• TO DO: Which lines in the records below contain the word "warn"? Return each of them.

Dataset entries:

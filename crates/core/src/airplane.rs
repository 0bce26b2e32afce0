//! Airplane fleet records.

use tracing::{info, warn};

use crate::{airport::AirportRegistry, error::ValidationError, models::Airplane};

/// Every airplane ever created, in creation order.
///
/// Names are not unique; lookups resolve to the first record with a matching
/// name.
#[derive(Debug, Clone, Default)]
pub struct AirplaneFleet {
    airplanes: Vec<Airplane>,
}

impl AirplaneFleet {
    /// Create an empty fleet.
    pub fn new() -> Self {
        Self::default()
    }

    /// Record a new airplane and station it at `home_airport`.
    pub fn create(
        &mut self,
        registry: &mut AirportRegistry,
        name: &str,
        seat_count: u32,
        range_km: u32,
        home_airport: &str,
    ) -> Result<&Airplane, ValidationError> {
        if !registry.exists(home_airport) {
            warn!(airplane = name, airport = home_airport, "Airplane rejected");
            return Err(ValidationError::AirportNotFound(home_airport.to_string()));
        }
        registry.add_airplane(home_airport, name)?;
        self.airplanes.push(Airplane {
            name: name.to_string(),
            seat_count,
            range_km,
            home_airport: home_airport.to_string(),
        });
        info!(
            airplane = name,
            seats = seat_count,
            range = range_km,
            airport = home_airport,
            "Airplane created"
        );
        self.airplanes
            .last()
            .ok_or_else(|| ValidationError::AirplaneNotFound(name.to_string()))
    }

    /// Remove the first airplane called `name`.
    ///
    /// The airport association list still names the airplane afterwards.
    pub fn delete(&mut self, name: &str) -> Result<Airplane, ValidationError> {
        let Some(index) = self.airplanes.iter().position(|plane| plane.name == name) else {
            warn!(airplane = name, "Airplane not found");
            return Err(ValidationError::AirplaneNotFound(name.to_string()));
        };
        let removed = self.airplanes.remove(index);
        info!(airplane = name, "Airplane deleted");
        Ok(removed)
    }

    /// First airplane called `name`.
    pub fn find(&self, name: &str) -> Option<&Airplane> {
        self.airplanes.iter().find(|plane| plane.name == name)
    }

    /// Airplanes in creation order.
    pub fn list(&self) -> &[Airplane] {
        &self.airplanes
    }

    /// Drop every airplane record.
    pub fn clear(&mut self) {
        self.airplanes.clear();
    }
}

#[cfg(test)]
mod tests {
    use super::*;

    fn registry_with(names: &[&str]) -> AirportRegistry {
        let mut registry = AirportRegistry::new();
        for name in names {
            registry.create(name).unwrap();
        }
        registry
    }

    #[test]
    fn create_requires_existing_airport() {
        let mut registry = registry_with(&[]);
        let mut fleet = AirplaneFleet::new();
        let err = fleet
            .create(&mut registry, "B737", 180, 3000, "WAW")
            .unwrap_err();
        assert_eq!(err, ValidationError::AirportNotFound("WAW".into()));
        assert!(fleet.list().is_empty());
    }

    #[test]
    fn create_registers_station() {
        let mut registry = registry_with(&["WAW"]);
        let mut fleet = AirplaneFleet::new();
        let plane = fleet
            .create(&mut registry, "B737", 180, 3000, "WAW")
            .unwrap();
        assert_eq!(plane.home_airport, "WAW");
        assert_eq!(plane.to_string(), "Name: B737, Seats: 180, Range: 3000 km");
        assert_eq!(registry.airplanes_of("WAW"), Some(&["B737".to_string()][..]));
    }

    #[test]
    fn duplicate_names_resolve_to_first_record() {
        let mut registry = registry_with(&["WAW", "JFK"]);
        let mut fleet = AirplaneFleet::new();
        fleet.create(&mut registry, "Dash", 70, 1500, "WAW").unwrap();
        fleet.create(&mut registry, "Dash", 78, 2000, "JFK").unwrap();

        assert_eq!(fleet.find("Dash").map(|p| p.range_km), Some(1500));
        fleet.delete("Dash").unwrap();
        assert_eq!(fleet.find("Dash").map(|p| p.range_km), Some(2000));
    }

    #[test]
    fn delete_keeps_airport_association() {
        let mut registry = registry_with(&["WAW"]);
        let mut fleet = AirplaneFleet::new();
        fleet.create(&mut registry, "B737", 180, 3000, "WAW").unwrap();

        let removed = fleet.delete("B737").unwrap();
        assert_eq!(removed.name, "B737");
        assert!(fleet.find("B737").is_none());
        assert_eq!(registry.airplanes_of("WAW"), Some(&["B737".to_string()][..]));

        assert_eq!(
            fleet.delete("B737"),
            Err(ValidationError::AirplaneNotFound("B737".into()))
        );
    }
}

• RESPONSE FOR THIS EXERCISE:
use tracing::{info, warn};
            warn!(airplane = name, airport = home_airport, "Airplane rejected");
            warn!(airplane = name, "Airplane not found");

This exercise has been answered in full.